If the kernel somehow knew that it shouldn't try to flush NFS pages in order to handle memory allocations for this particular daemon, then that would work, but there isn't a way to do that as far as I can tell. Another idea might be to never allow the nfs_releasepage to block, but that might cause other problems.
It might be best to report this bug to the linux-nfs mailing list and see whether anyone there has ideas. Until then, I think the only thing you can do here is to try and prevent this by tuning the VM to keep the kernel out of direct reclaim.
(In reply to Jeff Layton from comment #16)
> I assume the stack trace is from the VPN daemon itself and the NFS mount is
> being done over the VPN?
> It might be best to report this bug to the linux-nfs mailing list and see
> whether anyone there has ideas.
I can post it there but I am not kernel developer. https://bugzilla.kernel.org seems as more appropriate to me.
One of the package maintainership goals is to act as qualified interface to upstream development.
*********** MASS BUG UPDATE **************
We apologize for the inconvenience. There is a large number of bugs to go through and several of them have gone stale.

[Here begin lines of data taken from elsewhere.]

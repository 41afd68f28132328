//! Validation helpers for DTOs.

use validator::ValidationError;

const LOGO_PREFIX: &str = "data:image/";

/// Validates that a team logo is an inline image data URL.
///
/// # Examples
///
/// ```ignore
/// validate_logo("data:image/png;base64,iVBORw0KGgo=") // Ok
/// validate_logo("https://example.com/logo.png")       // Err - not inline
/// validate_logo("data:text/plain,hello")              // Err - not an image
/// ```
pub fn validate_logo(logo: &str) -> Result<(), ValidationError> {
    if !logo.starts_with(LOGO_PREFIX) {
        let mut err = ValidationError::new("logo_scheme");
        err.message = Some("Logo must be a data:image/... URL".into());
        return Err(err);
    }

    match logo.split_once(',') {
        Some((_, payload)) if !payload.is_empty() => Ok(()),
        _ => {
            let mut err = ValidationError::new("logo_payload");
            err.message = Some("Logo data URL has no payload".into());
            Err(err)
        }
    }
}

Due to this, we are doing a mass bug update across all of the Fedora 18 kernel bugs.
Fedora 18 has now been rebased to 3.11.4-101.fc18. Please test this kernel update (or newer) and let us know if you issue has been resolved or if it is still present with the newer kernel.
If you have moved on to Fedora 19, and are still experiencing this issue, please change the version to Fedora 19.

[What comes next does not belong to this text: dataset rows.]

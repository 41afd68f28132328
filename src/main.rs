//! Scoreboard binary entrypoint wiring the local store, the sync engine, the
//! clock ticker and the HTTP control surface.

use std::{net::SocketAddr, sync::Arc};

use anyhow::Context;
use axum::Router;
use tokio::{net::TcpListener, sync::watch};
use tower_http::{cors::CorsLayer, trace::TraceLayer};
use tracing::{info, warn};
use tracing_subscriber::{layer::SubscriberExt, util::SubscriberInitExt};

use scoreboard_sync::{
    config::AppConfig,
    dao::match_store::{MatchStore, file::FileMatchStore},
    routes,
    services::{clock_ticker, sync_engine::SyncEngine},
    state::{AppState, SharedState, store::MatchStateStore},
};

#[tokio::main]
async fn main() -> anyhow::Result<()> {
    init_tracing();

    let config = AppConfig::load();
    if config.remote_targets_control_surface() {
        anyhow::bail!(
            "remote record store {} is this control surface; set SCOREBOARD_REMOTE_URL or PORT",
            config.remote_url()
        );
    }
    let store = Arc::new(MatchStateStore::default());
    let remote = build_remote(&config)?;
    let local: Arc<dyn MatchStore> = Arc::new(FileMatchStore::new(config.local_path().clone()));

    let (shutdown_tx, shutdown_rx) = watch::channel(false);
    let (engine, sync) = SyncEngine::new(store.clone(), remote, local, config.sync_settings());
    let engine_task = engine.spawn(shutdown_rx.clone());
    let ticker_task = clock_ticker::spawn(store.clone(), shutdown_rx.clone());

    let app_state = AppState::new(store, sync, shutdown_rx);
    let app = build_router(app_state);

    let addr = SocketAddr::from(([127, 0, 0, 1], config.port()));
    info!(
        %addr,
        remote = %config.remote_url(),
        local = %config.local_path().display(),
        "starting control surface"
    );

    let listener = TcpListener::bind(addr).await.context("binding server")?;
    let service = app.into_make_service();
    axum::serve(listener, service)
        .with_graceful_shutdown(shutdown_signal(shutdown_tx))
        .await
        .context("serving axum")?;

    for (name, task) in [("sync engine", engine_task), ("clock ticker", ticker_task)] {
        if let Err(err) = task.await {
            warn!(task = name, error = %err, "background task ended abnormally");
        }
    }

    Ok(())
}

#[cfg(feature = "http-store")]
fn build_remote(config: &AppConfig) -> anyhow::Result<Arc<dyn MatchStore>> {
    use scoreboard_sync::dao::match_store::http::{HttpMatchStore, HttpStoreConfig};

    let http_config =
        HttpStoreConfig::new(config.remote_url()).with_timeout(config.request_timeout());
    let store = HttpMatchStore::new(http_config).context("building remote record store client")?;
    Ok(Arc::new(store))
}

#[cfg(not(feature = "http-store"))]
fn build_remote(_config: &AppConfig) -> anyhow::Result<Arc<dyn MatchStore>> {
    use scoreboard_sync::dao::match_store::memory::MemoryMatchStore;

    warn!("built without the http-store feature; remote record kept in memory");
    Ok(Arc::new(MemoryMatchStore::new()))
}

/// Build the top-level router and attach cross-cutting middleware layers.
fn build_router(state: SharedState) -> Router<()> {
    routes::router(state)
        .layer(CorsLayer::permissive())
        .layer(TraceLayer::new_for_http())
}

/// Configure tracing subscribers so logs include spans by default.
fn init_tracing() {
    let env_filter = tracing_subscriber::EnvFilter::try_from_default_env()
        .unwrap_or_else(|_| "info,tower_http=debug".into());
    tracing_subscriber::registry()
        .with(env_filter)
        .with(tracing_subscriber::fmt::layer())
        .init();
}

/// Wait for Ctrl+C or SIGTERM, then tell background tasks and open streams to stop.
async fn shutdown_signal(shutdown: watch::Sender<bool>) {
    #[cfg(unix)]
    {
        use tokio::signal::unix::{SignalKind, signal};

        let mut term = signal(SignalKind::terminate()).expect("install SIGTERM handler");
        tokio::select! {
            _ = tokio::signal::ctrl_c() => {},
            _ = term.recv() => {},
        }
    }

    #[cfg(not(unix))]
    {
        let _ = tokio::signal::ctrl_c().await;
    }

    info!("shutdown requested");
    shutdown.send_replace(true);
}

If you experience different issues, please open a new bug report for those.
*********** MASS BUG UPDATE **************
We apologize for the inconvenience. There is a large number of bugs to go through and several of them have gone stale.
It has been over a month since we asked you to test the 3.11 kernel updates and let us know if your issue has been resolved or is still a problem. When this happened, the bug was set to needinfo. Because the needinfo is still set, we assume either this is no longer a problem, or you cannot provide additional information to help us resolve the issue. As a result we are closing with insufficient data. If this is still a problem, we apologize, feel free to reopen the bug and provide more information so that we can work towards a resolution
If you experience different issues, please open a new bug report for those.